Requirement. Find the word "CreateAnalysisRequest" in the data, then copy each line where it is found.

Stored data:
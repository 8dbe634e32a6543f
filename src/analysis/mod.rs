//! Upload-analyze orchestration.
//!
//! One entry point, [`AnalysisOrchestrator::run_analysis`]: sanitize
//! filenames, negotiate pre-signed upload destinations, transfer all files
//! in parallel, submit the job, then poll until the backend finishes.
//! Stages run strictly in order and any stage failure aborts the rest.

// Module declarations
mod backend;
mod http;
mod poll;
mod sanitize;
mod transfer;
mod types;

// Re-export the public surface of the submodules
pub use backend::{
    error_message, AnalysisBackend, CreateAccepted, CreateAnalysisRequest, CreateOutcome,
    StatusOutcome, UploadUrlRequest, UploadUrlResponse,
};
pub use http::HttpAnalysisBackend;
pub use poll::{poll_until_complete, Backoff, PollConfig};
pub use sanitize::sanitize_filename;
pub use transfer::{transfer_all, FileProgressTracker, TransferItem};
pub use types::*;

use indexmap::IndexMap;
use std::sync::atomic::{AtomicBool, Ordering};
use std::sync::Arc;
use tracing::{debug, error, info, warn};
use uuid::Uuid;

use crate::config::ComplereConfig;
use crate::error::AnalysisError;
use crate::events::{AnalysisEventPayload, EventReceiver, ProgressBus};
use crate::token::TokenProvider;

/// Drives one analysis request end to end.
///
/// The backend and the session source are injected at construction. One
/// instance serves one caller: overlapping `run_analysis` calls are
/// rejected, not queued.
pub struct AnalysisOrchestrator {
    backend: Arc<dyn AnalysisBackend>,
    tokens: Arc<dyn TokenProvider>,
    bus: ProgressBus,
    poll: PollConfig,
    in_flight: Arc<AtomicBool>,
    tracker: Arc<FileProgressTracker>,
}

impl std::fmt::Debug for AnalysisOrchestrator {
    fn fmt(&self, f: &mut std::fmt::Formatter<'_>) -> std::fmt::Result {
        f.debug_struct("AnalysisOrchestrator")
            .field("backend", &"<backend>")
            .field("tokens", &"<token provider>")
            .field("bus", &self.bus)
            .field("poll", &self.poll)
            .field("in_flight", &self.in_flight)
            .finish()
    }
}

impl AnalysisOrchestrator {
    pub fn new(backend: Arc<dyn AnalysisBackend>, tokens: Arc<dyn TokenProvider>) -> Self {
        let bus = ProgressBus::default();
        let tracker = Arc::new(FileProgressTracker::new(bus.clone()));
        Self {
            backend,
            tokens,
            bus,
            poll: PollConfig::default(),
            in_flight: Arc::new(AtomicBool::new(false)),
            tracker,
        }
    }

    pub fn with_poll_config(mut self, poll: PollConfig) -> Self {
        self.poll = poll;
        self
    }

    /// Builds an orchestrator over HTTP from the saved host configuration.
    pub fn from_config(config: &ComplereConfig) -> Result<Self, AnalysisError> {
        let server_url = config
            .server_url
            .as_deref()
            .ok_or_else(|| AnalysisError::Config("serverUrl is not set".to_string()))?;
        let backend = HttpAnalysisBackend::new(server_url)?;
        Ok(Self::new(Arc::new(backend), Arc::new(config.clone())))
    }

    /// Streams progress events for every run on this orchestrator.
    pub fn subscribe(&self) -> EventReceiver {
        self.bus.subscribe()
    }

    /// Per-file transfer states of the current run, in registration order.
    pub fn progress_snapshot(&self) -> Vec<FileUploadState> {
        self.tracker.snapshot()
    }

    /// Stops tracking one file client-side. The in-flight PUT, if any,
    /// keeps running and still counts toward the all-or-nothing barrier.
    pub fn cancel_upload(&self, file_id: &str) -> bool {
        self.tracker.remove(file_id)
    }

    /// Runs the whole pipeline for one set of files and/or a message.
    ///
    /// Storage writes and job creation are irreversible; nothing is rolled
    /// back on failure. See [`AnalysisError`] for the failure taxonomy.
    pub async fn run_analysis(
        &self,
        files: Vec<InputFile>,
        options: AnalysisOptions,
    ) -> Result<AnalysisRecord, AnalysisError> {
        let _guard = InFlightGuard::acquire(&self.in_flight)?;

        let run_id = Uuid::new_v4().to_string();
        self.tracker.begin_run(&run_id);

        let result = self.drive(&run_id, files, options).await;

        let final_stage = match &result {
            Ok(_) => RunStage::Completed,
            Err(e) if e.may_still_complete() => RunStage::TimedOut,
            Err(_) => RunStage::Failed,
        };
        self.publish_stage(&run_id, final_stage);

        match &result {
            Ok(record) => info!("✓ Analysis {} completed", record.id),
            Err(e) if e.may_still_complete() => warn!("⚠ {}", e),
            Err(e) => error!("Analysis run {} failed: {}", run_id, e),
        }

        result
    }

    async fn drive(
        &self,
        run_id: &str,
        files: Vec<InputFile>,
        options: AnalysisOptions,
    ) -> Result<AnalysisRecord, AnalysisError> {
        let message = options
            .message
            .clone()
            .filter(|m| !m.trim().is_empty());
        if files.is_empty() && message.is_none() {
            return Err(AnalysisError::Validation(
                "Provide at least one document or a message".to_string(),
            ));
        }

        let token = self
            .tokens
            .session_token()
            .ok_or_else(|| AnalysisError::Auth("No active session".to_string()))?;

        info!("⚡ Starting {} run {}", options.job_type, run_id);

        self.publish_stage(run_id, RunStage::Sanitizing);
        let mut prepared = Vec::with_capacity(files.len());
        for file in files {
            let sanitized = sanitize_filename(&file.name);
            let file_id = self.tracker.register(&file.name);
            prepared.push(PreparedFile {
                file_id,
                sanitized,
                file,
            });
        }

        let document_paths = if prepared.is_empty() {
            None
        } else {
            self.publish_stage(run_id, RunStage::NegotiatingUploadUrls);
            let request = UploadUrlRequest {
                filenames: prepared.iter().map(|p| p.sanitized.clone()).collect(),
                chat_type: options.job_type,
                parent_analysis_id: options.parent_analysis_id.clone(),
            };
            let targets = self.backend.generate_upload_urls(&token, &request).await?;
            let items = correlate_targets(prepared, targets)?;

            self.publish_stage(run_id, RunStage::Transferring);
            let paths = transfer_all(self.backend.clone(), items, self.tracker.clone()).await?;
            Some(paths)
        };

        self.publish_stage(run_id, RunStage::SubmittingJob);
        let create = CreateAnalysisRequest {
            document_paths,
            message,
            chat_type: options.job_type,
            parent_analysis_id: options.parent_analysis_id,
        };

        match self.backend.create_analysis(&token, &create).await? {
            CreateOutcome::Completed(record) => Ok(record),
            CreateOutcome::Accepted { id, task_id } => {
                info!(job_id = %id, ?task_id, "job accepted, polling for completion");
                self.publish_stage(run_id, RunStage::Polling);
                poll_until_complete(
                    self.backend.as_ref(),
                    &token,
                    &id,
                    &self.poll,
                    &self.bus,
                    run_id,
                )
                .await
            }
        }
    }

    fn publish_stage(&self, run_id: &str, stage: RunStage) {
        debug!(run_id, ?stage, "stage change");
        self.bus
            .publish(run_id, AnalysisEventPayload::StageChanged { stage });
    }
}

struct PreparedFile {
    file_id: String,
    sanitized: String,
    file: InputFile,
}

/// Matches each prepared file to a negotiated target by sanitized filename.
///
/// The backend does not guarantee response order, and duplicate sanitized
/// names are legal, so targets queue up per name and each file consumes one.
/// A short list or a missing name aborts before any byte is transferred.
fn correlate_targets(
    prepared: Vec<PreparedFile>,
    targets: Vec<UploadTarget>,
) -> Result<Vec<TransferItem>, AnalysisError> {
    if targets.len() != prepared.len() {
        return Err(AnalysisError::UploadUrl(format!(
            "Expected {} upload destination(s), backend returned {}",
            prepared.len(),
            targets.len()
        )));
    }

    let mut by_name: IndexMap<String, Vec<UploadTarget>> = IndexMap::new();
    for target in targets {
        by_name
            .entry(target.filename.clone())
            .or_default()
            .push(target);
    }

    let mut items = Vec::with_capacity(prepared.len());
    for prepared_file in prepared {
        let target = match by_name.get_mut(&prepared_file.sanitized) {
            Some(bucket) if !bucket.is_empty() => bucket.remove(0),
            _ => {
                return Err(AnalysisError::UploadUrl(format!(
                    "No upload destination for '{}'",
                    prepared_file.sanitized
                )));
            }
        };
        items.push(TransferItem {
            file_id: prepared_file.file_id,
            file: prepared_file.file,
            target,
        });
    }

    Ok(items)
}

/// Releases the in-flight flag on every exit path, including panics.
struct InFlightGuard {
    flag: Arc<AtomicBool>,
}

impl InFlightGuard {
    fn acquire(flag: &Arc<AtomicBool>) -> Result<Self, AnalysisError> {
        if flag
            .compare_exchange(false, true, Ordering::SeqCst, Ordering::SeqCst)
            .is_err()
        {
            return Err(AnalysisError::InFlight);
        }
        Ok(Self { flag: flag.clone() })
    }
}

impl Drop for InFlightGuard {
    fn drop(&mut self) {
        self.flag.store(false, Ordering::SeqCst);
    }
}

#[cfg(test)]
mod tests {
    use super::*;

    fn prepared(file_id: &str, sanitized: &str) -> PreparedFile {
        PreparedFile {
            file_id: file_id.to_string(),
            sanitized: sanitized.to_string(),
            file: InputFile::new(sanitized, vec![0u8]),
        }
    }

    fn target(filename: &str, path: &str) -> UploadTarget {
        UploadTarget {
            filename: filename.to_string(),
            upload_url: format!("https://storage.example/{}", path),
            file_path: path.to_string(),
            token: None,
        }
    }

    #[test]
    fn test_correlation_ignores_response_order() {
        let items = correlate_targets(
            vec![prepared("f1", "a.pdf"), prepared("f2", "b.pdf")],
            vec![target("b.pdf", "docs/b"), target("a.pdf", "docs/a")],
        )
        .unwrap();

        assert_eq!(items[0].file_id, "f1");
        assert_eq!(items[0].target.file_path, "docs/a");
        assert_eq!(items[1].target.file_path, "docs/b");
    }

    #[test]
    fn test_correlation_rejects_short_list() {
        let err = correlate_targets(
            vec![prepared("f1", "a.pdf"), prepared("f2", "b.pdf")],
            vec![target("a.pdf", "docs/a")],
        )
        .unwrap_err();
        assert!(matches!(err, AnalysisError::UploadUrl(_)));
    }

    #[test]
    fn test_correlation_rejects_missing_filename() {
        let err = correlate_targets(
            vec![prepared("f1", "a.pdf")],
            vec![target("other.pdf", "docs/other")],
        )
        .unwrap_err();
        assert!(matches!(err, AnalysisError::UploadUrl(_)));
    }

    #[test]
    fn test_correlation_handles_duplicate_names_in_order() {
        let items = correlate_targets(
            vec![prepared("f1", "scan.pdf"), prepared("f2", "scan.pdf")],
            vec![target("scan.pdf", "docs/scan-1"), target("scan.pdf", "docs/scan-2")],
        )
        .unwrap();

        assert_eq!(items[0].target.file_path, "docs/scan-1");
        assert_eq!(items[1].target.file_path, "docs/scan-2");
    }

    #[test]
    fn test_in_flight_guard_releases_on_drop() {
        let flag = Arc::new(AtomicBool::new(false));

        let guard = InFlightGuard::acquire(&flag).unwrap();
        assert!(matches!(
            InFlightGuard::acquire(&flag),
            Err(AnalysisError::InFlight)
        ));

        drop(guard);
        assert!(InFlightGuard::acquire(&flag).is_ok());
    }
}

Solution for this exercise.
    error_message, AnalysisBackend, CreateAccepted, CreateAnalysisRequest, CreateOutcome,
        let create = CreateAnalysisRequest {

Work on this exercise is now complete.